### Vectorizing
Text Analysis is a major application field for machine learning algorithms. However the raw data, a sequence of symbols cannot be fed directly to the algorithms themselves as most of them expect __numerical feature vectors with a fixed size__ rather than the __raw text documents with variable length.__

In order to address this issue, early researchers came up with some methods to extract numerical features from text content. All these methods have the following steps in common:

1. **Tokenizing** strings, for instance, by using white-spaces and punctuation as token separators. And then giving an integer-id for each possible token.

2. __Counting__ the occurrences of tokens in each string/sentence/document.

3. **Normalizing and Weighting** with diminishing importance tokens that occur in the majority of samples / documents.

A set of documents can thus be represented by a matrix with one row per document and one column per token (e.g. word) occurring in the corpus.

In NLP, document can be a string, english sentence or complete word file. Also, __corpus__ is nothing but collection of document. Research community likes to use a lot of technical, domain-specific jargon. Your job is to not let these words scare you!

I(Ankur) often try to map these words to something that I already know. This makes it easy to remember and also in the process (of mapping or creating analogy) I end up understanding the topic better. Because, if some analogy don’t work (i.e. capture the meaning) then I am forced to look for new one and so on…

We call __vectorization__ the general process of turning a collection of text documents into numerical feature vectors. Documents are described by __word occurrences__ while completely __ignoring the relative position information__ of the words in the document.

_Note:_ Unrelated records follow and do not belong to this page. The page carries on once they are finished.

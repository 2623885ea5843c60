//! Type-safe price representation using decimal arithmetic.

use rust_decimal::Decimal;
use serde::{Deserialize, Serialize};

/// A price with currency information.
///
/// Amounts are stored in the currency's standard unit (rupees, not paise)
/// using decimal arithmetic so that order totals never accumulate float
/// error.
#[derive(Debug, Clone, Copy, PartialEq, Eq, Serialize, Deserialize)]
pub struct Price {
    /// Amount in the currency's standard unit.
    pub amount: Decimal,
    /// ISO 4217 currency code.
    pub currency_code: CurrencyCode,
}

impl Price {
    /// Create a new price.
    #[must_use]
    pub const fn new(amount: Decimal, currency_code: CurrencyCode) -> Self {
        Self {
            amount,
            currency_code,
        }
    }

    /// A zero price in the given currency.
    #[must_use]
    pub const fn zero(currency_code: CurrencyCode) -> Self {
        Self {
            amount: Decimal::ZERO,
            currency_code,
        }
    }

    /// Multiply the price by a line-item quantity.
    #[must_use]
    pub fn times(&self, quantity: u32) -> Self {
        Self {
            amount: self.amount * Decimal::from(quantity),
            currency_code: self.currency_code,
        }
    }

    /// Add another price of the same currency.
    ///
    /// Returns `None` if the currencies differ.
    #[must_use]
    pub fn checked_add(&self, other: &Self) -> Option<Self> {
        if self.currency_code == other.currency_code {
            Some(Self {
                amount: self.amount + other.amount,
                currency_code: self.currency_code,
            })
        } else {
            None
        }
    }

    /// Format for display (e.g., "₹499.00").
    #[must_use]
    pub fn display(&self) -> String {
        format!("{}{:.2}", self.currency_code.symbol(), self.amount)
    }
}

/// ISO 4217 currency codes.
#[derive(Debug, Clone, Copy, PartialEq, Eq, Hash, Serialize, Deserialize, Default)]
pub enum CurrencyCode {
    #[default]
    INR,
    USD,
    EUR,
}

impl CurrencyCode {
    /// Currency display symbol.
    #[must_use]
    pub const fn symbol(&self) -> &'static str {
        match self {
            Self::INR => "₹",
            Self::USD => "$",
            Self::EUR => "€",
        }
    }

    /// ISO 4217 code.
    #[must_use]
    pub const fn code(&self) -> &'static str {
        match self {
            Self::INR => "INR",
            Self::USD => "USD",
            Self::EUR => "EUR",
        }
    }
}

#[cfg(test)]
#[allow(clippy::unwrap_used)]
mod tests {
    use super::*;

    #[test]
    fn test_times_quantity() {
        let unit = Price::new(Decimal::new(49_900, 2), CurrencyCode::INR);
        let line = unit.times(3);
        assert_eq!(line.amount, Decimal::new(149_700, 2));
        assert_eq!(line.currency_code, CurrencyCode::INR);
    }

    #[test]
    fn test_checked_add_same_currency() {
        let a = Price::new(Decimal::new(100, 0), CurrencyCode::INR);
        let b = Price::new(Decimal::new(250, 1), CurrencyCode::INR);
        let total = a.checked_add(&b).unwrap();
        assert_eq!(total.amount, Decimal::new(1250, 1));
    }

    #[test]
    fn test_checked_add_mixed_currency() {
        let a = Price::new(Decimal::ONE, CurrencyCode::INR);
        let b = Price::new(Decimal::ONE, CurrencyCode::USD);
        assert!(a.checked_add(&b).is_none());
    }

    #[test]
    fn test_display() {
        let price = Price::new(Decimal::new(49_900, 2), CurrencyCode::INR);
        assert_eq!(price.display(), "₹499.00");
    }

    #[test]
    fn test_zero() {
        let zero = Price::zero(CurrencyCode::INR);
        assert_eq!(zero.amount, Decimal::ZERO);
    }
}
//! Seed the product catalog with the default Beauty Queen product set.

use rust_decimal::Decimal;
use secrecy::SecretString;

use beauty_queen_server::db::{self, ProductRepository, products::NewProduct};

/// Errors that can occur while seeding.
#[derive(Debug, thiserror::Error)]
pub enum SeedError {
    #[error("Missing environment variable: {0}")]
    MissingEnvVar(&'static str),

    #[error("Database error: {0}")]
    Database(#[from] sqlx::Error),

    #[error("Repository error: {0}")]
    Repository(#[from] db::RepositoryError),
}

fn price(rupees: i64) -> Decimal {
    Decimal::new(rupees * 100, 2)
}

/// The default catalog.
fn default_products() -> Vec<NewProduct> {
    let items: [(&str, &str, i64, &str, i32); 8] = [
        (
            "Hydrating Face Serum",
            "Deeply hydrating serum with hyaluronic acid for glowing skin",
            1299,
            "skincare",
            50,
        ),
        (
            "Matte Lipstick - Rosewood",
            "Long-lasting matte lipstick in beautiful rosewood shade",
            599,
            "makeup",
            30,
        ),
        (
            "Nourishing Hair Oil",
            "Natural hair oil for strong and shiny hair",
            899,
            "haircare",
            40,
        ),
        (
            "Floral Perfume - Spring",
            "Fresh floral fragrance perfect for everyday wear",
            1999,
            "fragrance",
            25,
        ),
        (
            "Makeup Brush Set",
            "Professional 12-piece makeup brush set",
            1499,
            "accessories",
            20,
        ),
        (
            "Vitamin C Face Cream",
            "Brightening face cream with vitamin C",
            1599,
            "skincare",
            35,
        ),
        (
            "Eyeshadow Palette - Nudes",
            "12-shade nude eyeshadow palette",
            1299,
            "makeup",
            28,
        ),
        (
            "Anti-Dandruff Shampoo",
            "Effective anti-dandruff shampoo for healthy scalp",
            699,
            "haircare",
            45,
        ),
    ];

    items
        .into_iter()
        .map(|(name, description, rupees, category, stock)| NewProduct {
            name: name.to_owned(),
            description: description.to_owned(),
            price: price(rupees),
            image_url: None,
            category: category.to_owned(),
            stock,
        })
        .collect()
}

/// Seed the catalog.
///
/// # Errors
///
/// Returns an error if the database URL is missing or any insert fails.
pub async fn products(clear_existing: bool) -> Result<(), SeedError> {
    dotenvy::dotenv().ok();

    let database_url = std::env::var("BQ_DATABASE_URL")
        .or_else(|_| std::env::var("DATABASE_URL"))
        .map(SecretString::from)
        .map_err(|_| SeedError::MissingEnvVar("BQ_DATABASE_URL"))?;

    let pool = db::create_pool(&database_url).await?;
    tracing::info!("Connected to database");

    if clear_existing {
        let result = sqlx::query("DELETE FROM product").execute(&pool).await?;
        tracing::info!(removed = result.rows_affected(), "Cleared existing products");
    }

    let repo = ProductRepository::new(&pool);
    let catalog = default_products();
    let count = catalog.len();

    for product in &catalog {
        let created = repo.insert(product).await?;
        tracing::info!(id = %created.id, name = %created.name, "Seeded product");
    }

    tracing::info!(count, "Catalog seeded");
    Ok(())
}

#[cfg(test)]
mod tests {
    use super::*;

    #[test]
    fn test_price_conversion() {
        assert_eq!(price(1299), Decimal::new(129_900, 2));
    }

    #[test]
    fn test_default_products_well_formed() {
        let catalog = default_products();
        assert_eq!(catalog.len(), 8);
        assert!(catalog.iter().all(|p| !p.name.is_empty()));
        assert!(catalog.iter().all(|p| p.price > Decimal::ZERO));
        assert!(catalog.iter().all(|p| p.stock > 0));
    }
}
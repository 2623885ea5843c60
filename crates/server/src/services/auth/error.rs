//! Authentication error types.

use thiserror::Error;

use crate::db::RepositoryError;
use crate::services::otp::OtpError;
use crate::services::token::TokenError;

/// Errors that can occur during authentication operations.
#[derive(Debug, Error)]
pub enum AuthError {
    /// Invalid email format.
    #[error("invalid email: {0}")]
    InvalidEmail(#[from] beauty_queen_core::EmailError),

    /// Invalid credentials (wrong password or user not found).
    #[error("invalid credentials")]
    InvalidCredentials,

    /// User not found.
    #[error("user not found")]
    UserNotFound,

    /// User already exists.
    #[error("user already exists")]
    UserAlreadyExists,

    /// Password too weak or invalid.
    #[error("password validation failed: {0}")]
    WeakPassword(String),

    /// OTP issuance or verification failed.
    #[error(transparent)]
    Otp(#[from] OtpError),

    /// Token signing or verification failed.
    #[error(transparent)]
    Token(#[from] TokenError),

    /// Repository/database error.
    #[error("database error: {0}")]
    Repository(#[from] RepositoryError),

    /// Password hashing error.
    #[error("password hashing error")]
    PasswordHash,
}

We want an algebraic model representing textual information as a vector, the components of this vector could represent the absence or presence (Bag of Words) of it in a document or even the importance of a term (tf–idf) in the document.

__CountVectorizer__

The first step in modeling the document into a vector is to create a dictionary of terms present in documents. To do that, you can simple tokenize the complete document & select all the unique terms from the document, but we know that there are some kind of words (stop words like the, are, etc) that are present in almost all documents, and what we’re doing is extracting important features from documents. So using terms like “the, at, on”, etc.. isn’t going to help us, in the differentiating them, hence we’ll just ignore them.

**Implementation**
Lets say you have two sentences in train_set as well as test_set.

In [1]:
train_set = ("The sky is blue.", "The sun is bright.")
test_set = ("The sun in the sky is bright.", "We can see the shining sun, the bright sun.")


In [7]:
## We use CountVectorizer to convert these sentences into vectors

from sklearn.feature_extraction.text import CountVectorizer
vectorizer = CountVectorizer()

The __CountVectorizer__ already uses as default analyzer called __Word__ (press Shift + TAB to see the list of arguments), which is responsible to convert the text to lowercase, accents removal, token extraction, filter stop words, etc… you can see more information by printing the class information:

In [21]:
vectorizer.fit(train_set)
vectorizer.vocabulary_

{'the': 5, 'sky': 3, 'is': 2, 'blue': 0, 'sun': 4, 'bright': 1}

 vocabulary_ is just a normal python dictionary. The key is token, and the value is index. We can try sorting it based on index value.

In [26]:
vocab_dict = vectorizer.vocabulary_.copy()
dict(sorted(vocab_dict.items(), key=lambda item: item[1]))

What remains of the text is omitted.